▸ **Dataset entries**:
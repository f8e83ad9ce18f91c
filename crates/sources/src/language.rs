use std::borrow::Cow;
use std::path::Path;

use glosscheck_core::LanguageMap;
use serde_json::Value;

use crate::error::SourceError;
use crate::reader::{decode_text, read_bytes};

fn value_text(value: &Value) -> Cow<'_, str> {
    match value {
        Value::String(text) => Cow::Borrowed(text.as_str()),
        Value::Null => Cow::Borrowed(""),
        other => Cow::Owned(other.to_string()),
    }
}

/// 解析語系 JSON 內容。 / Parses the text of one language file.
///
/// Non-object payloads produce an empty map. Strings are kept as-is, `null` becomes
/// blank and any other value is stored as its JSON text.
pub fn parse_language_map(path: &Path, text: &str) -> Result<LanguageMap, SourceError> {
    let payload: Value = serde_json::from_str(text).map_err(|source| SourceError::ParseJson {
        path: path.to_path_buf(),
        source,
    })?;
    let Value::Object(entries) = payload else {
        log::warn!(
            "{} does not hold a JSON object; treating it as empty",
            path.display()
        );
        return Ok(LanguageMap::new());
    };
    Ok(entries
        .iter()
        .map(|(key, value)| (key.as_str(), value_text(value)))
        .collect())
}

/// 讀取語系檔；路徑缺少或檔案不存在時回傳 `None`。 / Loads a language file, `None` when it is not available.
pub fn read_language_map(path: Option<&Path>) -> Result<Option<LanguageMap>, SourceError> {
    let Some(path) = path.filter(|path| path.exists()) else {
        return Ok(None);
    };
    let text = decode_text(path, &read_bytes(path)?)?;
    let map = parse_language_map(path, &text)?;
    log::debug!("loaded {} keys from {}", map.len(), path.display());
    Ok(Some(map))
}
impl CompareColumn {
    pub const ALL: [CompareColumn; 16] = [
        CompareColumn::Seq,
        CompareColumn::CompareKey,
        CompareColumn::Origin,
        CompareColumn::Module,
        CompareColumn::DictionaryEnglish,
        CompareColumn::DictionaryKorean,
        CompareColumn::DictionaryRussian,
        CompareColumn::EnJson,
        CompareColumn::KoJson,
        CompareColumn::RuJson,
        CompareColumn::KoMatch,
        CompareColumn::EnMatch,
        CompareColumn::RuMatch,
        CompareColumn::OverallMatch,
        CompareColumn::EditStatus,
        CompareColumn::EditedAt,
    ];

    pub fn header(self) -> &'static str {
        match self {
            CompareColumn::Seq => "Seq",
            CompareColumn::CompareKey => "Compare Key",
            CompareColumn::Origin => "Source",
            CompareColumn::Module => "Main Module",
            CompareColumn::DictionaryEnglish => "Dictionary English",
            CompareColumn::DictionaryKorean => "Dictionary Korean",
            CompareColumn::DictionaryRussian => "Dictionary Russian",
            CompareColumn::EnJson => "en.json",
            CompareColumn::KoJson => "ko.json",
            CompareColumn::RuJson => "ru.json",
            CompareColumn::KoMatch => "KO_Match",
            CompareColumn::EnMatch => "EN_Match",
            CompareColumn::RuMatch => "RU_Match",
            CompareColumn::OverallMatch => "Overall_Match",
            CompareColumn::EditStatus => "Edit Status",
            CompareColumn::EditedAt => "Edited At",
        }
    }

    pub fn from_header(header: &str) -> Option<Self> {
        let header = header.trim();
        Self::ALL
            .into_iter()
            .find(|column| column.header().eq_ignore_ascii_case(header))
    }

    /// Text columns a user may change; everything else is derived or bookkeeping.
    pub fn is_editable(self) -> bool {
        matches!(
            self,
            CompareColumn::CompareKey
                | CompareColumn::Module
                | CompareColumn::DictionaryEnglish
                | CompareColumn::DictionaryKorean
                | CompareColumn::DictionaryRussian
                | CompareColumn::EnJson
                | CompareColumn::KoJson
                | CompareColumn::RuJson
        )
    }
}
use std::env;
use std::fs;
use std::path::{Path, PathBuf};

use serde::{Deserialize, Serialize};

use crate::error::SettingsError;
use crate::write_atomic;

const CONFIG_VERSION: u32 = 1;

/// Environment variable that overrides the config file location.
pub const CONFIG_ENV: &str = "GLOSSCHECK_CONFIG";
pub const CONFIG_FILE_NAME: &str = ".glosscheck_config.json";

/// 設定檔路徑：環境變數優先，否則為目前目錄下的隱藏檔。 / Config path from `GLOSSCHECK_CONFIG`, else `./.glosscheck_config.json`.
pub fn default_config_path() -> PathBuf {
    match env::var_os(CONFIG_ENV).filter(|value| !value.is_empty()) {
        Some(path) => PathBuf::from(path),
        None => current_dir().join(CONFIG_FILE_NAME),
    }
}

pub(crate) fn current_dir() -> PathBuf {
    env::current_dir().unwrap_or_else(|_| PathBuf::from("."))
}

#[derive(Debug, Clone, PartialEq, Eq, Serialize, Deserialize)]
pub struct ToolConfig {
    #[serde(default = "default_version")]
    pub version: u32,
    #[serde(default, skip_serializing_if = "Option::is_none")]
    pub storage_dir: Option<PathBuf>,
    #[serde(default, skip_serializing_if = "Option::is_none")]
    pub export_dir: Option<PathBuf>,
}

fn default_version() -> u32 {
    CONFIG_VERSION
}

impl Default for ToolConfig {
    fn default() -> Self {
        Self {
            version: CONFIG_VERSION,
            storage_dir: None,
            export_dir: None,
        }
    }
}

fn blank_to_none(path: &mut Option<PathBuf>) {
    if path
        .as_ref()
        .map_or(false, |value| value.as_os_str().to_string_lossy().trim().is_empty())
    {
        *path = None;
    }
}

impl ToolConfig {
    pub fn sanitize(&mut self) {
        if self.version == 0 {
            self.version = CONFIG_VERSION;
        }
        blank_to_none(&mut self.storage_dir);
        blank_to_none(&mut self.export_dir);
    }
}

/// 工具設定檔的讀寫。 / Loads and persists the tool configuration file.
#[derive(Debug)]
pub struct ConfigStore {
    path: PathBuf,
    data: ToolConfig,
}

impl ConfigStore {
    pub fn new(path: impl Into<PathBuf>, config: ToolConfig) -> Self {
        Self {
            path: path.into(),
            data: config,
        }
    }

    pub fn load(path: impl AsRef<Path>) -> Result<Self, SettingsError> {
        let path = path.as_ref().to_path_buf();
        if !path.exists() {
            let mut data = ToolConfig::default();
            data.sanitize();
            return Ok(Self { path, data });
        }

        let contents = fs::read_to_string(&path).map_err(|source| SettingsError::Read {
            path: path.clone(),
            source,
        })?;
        let mut data: ToolConfig =
            serde_json::from_str(&contents).map_err(|source| SettingsError::Parse {
                path: path.clone(),
                source,
            })?;
        data.sanitize();
        Ok(Self { path, data })
    }

    /// 讀取失敗時記錄警告並使用預設值。 / Like [`ConfigStore::load`], but an unreadable file yields defaults.
    pub fn load_or_default(path: impl AsRef<Path>) -> Self {
        let path = path.as_ref();
        Self::load(path).unwrap_or_else(|err| {
            log::warn!("{err}; using default configuration");
            Self::new(path, ToolConfig::default())
        })
    }

    pub fn config(&self) -> &ToolConfig {
        &self.data
    }

    pub fn update<F>(&mut self, mut op: F) -> Result<(), SettingsError>
    where
        F: FnMut(&mut ToolConfig),
    {
        op(&mut self.data);
        self.data.sanitize();
        self.save()
    }

    pub fn save(&self) -> Result<(), SettingsError> {
        let payload = serde_json::to_string_pretty(&self.data).map_err(|source| {
            SettingsError::Serialize {
                path: self.path.clone(),
                source,
            }
        })?;
        write_atomic(&self.path, payload.as_bytes())
    }

    pub fn path(&self) -> &Path {
        &self.path
    }
}

#[cfg(test)]
mod tests {
    use super::*;

    #[test]
    fn blank_paths_are_dropped() {
        let mut config = ToolConfig {
            version: 0,
            storage_dir: Some(PathBuf::from("  ")),
            export_dir: Some(PathBuf::from("/tmp/exports")),
        };
        config.sanitize();
        assert_eq!(config.version, CONFIG_VERSION);
        assert_eq!(config.storage_dir, None);
        assert_eq!(config.export_dir, Some(PathBuf::from("/tmp/exports")));
    }

    #[test]
    fn unknown_fields_are_ignored() {
        let config: ToolConfig =
            serde_json::from_str(r#"{"storage_dir": "/data", "theme": "dark"}"#).expect("parse");
        assert_eq!(config.storage_dir, Some(PathBuf::from("/data")));
        assert_eq!(config.version, CONFIG_VERSION);
    }
}
use std::io;
use std::path::PathBuf;

use thiserror::Error;

#[derive(Debug, Error)]
pub enum SourceError {
    #[error("failed to read {path}: {source}")]
    Read {
        path: PathBuf,
        #[source]
        source: io::Error,
    },
    #[error("{path} is neither UTF-8 nor CP949 text")]
    Decode { path: PathBuf },
    #[error("failed to parse JSON {path}: {source}")]
    ParseJson {
        path: PathBuf,
        #[source]
        source: serde_json::Error,
    },
    #[error("malformed table {path}: {source}")]
    Csv {
        path: PathBuf,
        #[source]
        source: csv::Error,
    },
    #[error("failed to write workbook {path}: {source}")]
    Xlsx {
        path: PathBuf,
        #[source]
        source: rust_xlsxwriter::XlsxError,
    },
    #[error("failed to write {path}: {source}")]
    Write {
        path: PathBuf,
        #[source]
        source: io::Error,
    },
    #[error("failed to read workbook {path}: {source}")]
    Workbook {
        path: PathBuf,
        #[source]
        source: calamine::Error,
    },
}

▸ **EXERCISE INSTRUCTIONS**:
Lines that hold the word "AsRef" are the ones to copy from the entries above.

▸ **RESULT FOR THIS TASK**:
    pub fn load(path: impl AsRef<Path>) -> Result<Self, SettingsError> {
    pub fn load_or_default(path: impl AsRef<Path>) -> Self {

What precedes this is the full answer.